=== Begin Enclosure ===

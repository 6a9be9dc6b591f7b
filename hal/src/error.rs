//! # Error Handling
//!
//! One error type for the whole pipeline stack.
//!
//! Errors are split in two classes:
//! - **Recoverable**: the frame is still produced, with a degraded policy
//!   (previous noise parameters, non-adaptive denoise, single engine)
//! - **Fatal**: the frame is aborted and the device context must be reset
//!
//! Nothing in this stack retries on its own; the class only tells the owner
//! of the pipeline what the nearest safe fallback is.

use core::fmt;

// =============================================================================
// RESULT TYPE
// =============================================================================

/// Pipeline result type alias
pub type Result<T> = core::result::Result<T, Error>;

// =============================================================================
// SEVERITY
// =============================================================================

/// How the owner of a pipeline must react to an error
#[derive(Debug, Clone, Copy, PartialEq, Eq, Hash)]
pub enum Severity {
    /// Fall back to a safe default and keep processing frames
    Recoverable,
    /// Abort the frame; the device context needs a reset
    Fatal,
}

// =============================================================================
// ERROR ENUM
// =============================================================================

/// Unified pipeline error
#[derive(Debug, Clone, Copy, PartialEq, Eq)]
#[non_exhaustive]
pub enum Error {
    // =========================================================================
    // Noise Statistics
    // =========================================================================
    /// The hardware reported a "not computed" sentinel or an empty temporal count
    InvalidStatistics,
    /// The statistics buffer is missing or shorter than the layout requires
    InvalidBuffer,

    // =========================================================================
    // Scheduling
    // =========================================================================
    /// A watchdog expired on the given engine
    EngineHang {
        /// Index of the engine whose watchdog fired
        engine: u32,
    },
    /// Multi-engine mode was requested for a frame that cannot be split
    SchedulingDegenerate,

    // =========================================================================
    // Generic
    // =========================================================================
    /// A parameter is out of range
    InvalidParameter,
    /// The call is not valid in the current state
    InvalidState,
    /// Engine resources could not be allocated
    ResourceAllocation,
    /// A command buffer ran out of space
    CommandBufferFull,
    /// The device layer rejected a submission
    SubmissionFailed,
}

impl Error {
    /// Classify this error
    pub const fn severity(self) -> Severity {
        match self {
            Error::InvalidStatistics
            | Error::InvalidBuffer
            | Error::SchedulingDegenerate
            | Error::InvalidParameter => Severity::Recoverable,
            Error::EngineHang { .. }
            | Error::InvalidState
            | Error::ResourceAllocation
            | Error::CommandBufferFull
            | Error::SubmissionFailed => Severity::Fatal,
        }
    }

    /// Check whether the frame can still be produced
    pub const fn is_recoverable(self) -> bool {
        matches!(self.severity(), Severity::Recoverable)
    }

    /// Numeric code for device error reports
    pub const fn code(self) -> u32 {
        match self {
            Error::InvalidStatistics => 0x0101,
            Error::InvalidBuffer => 0x0102,
            Error::EngineHang { .. } => 0x0201,
            Error::SchedulingDegenerate => 0x0202,
            Error::InvalidParameter => 0x0301,
            Error::InvalidState => 0x0302,
            Error::ResourceAllocation => 0x0303,
            Error::CommandBufferFull => 0x0304,
            Error::SubmissionFailed => 0x0305,
        }
    }
}

impl fmt::Display for Error {
    fn fmt(&self, f: &mut fmt::Formatter<'_>) -> fmt::Result {
        match self {
            Error::InvalidStatistics => write!(f, "invalid noise statistics"),
            Error::InvalidBuffer => write!(f, "invalid statistics buffer"),
            Error::EngineHang { engine } => write!(f, "engine {} hang (watchdog expired)", engine),
            Error::SchedulingDegenerate => write!(f, "degenerate multi-engine split"),
            Error::InvalidParameter => write!(f, "invalid parameter"),
            Error::InvalidState => write!(f, "invalid state"),
            Error::ResourceAllocation => write!(f, "engine resource allocation failed"),
            Error::CommandBufferFull => write!(f, "command buffer full"),
            Error::SubmissionFailed => write!(f, "command buffer submission failed"),
        }
    }
}

// =============================================================================
// TESTS
// =============================================================================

=== End Enclosure ===

**Work to complete**: How many of the lines above include the string "Copy"? Give only the number.

**Result of this exercise**: 2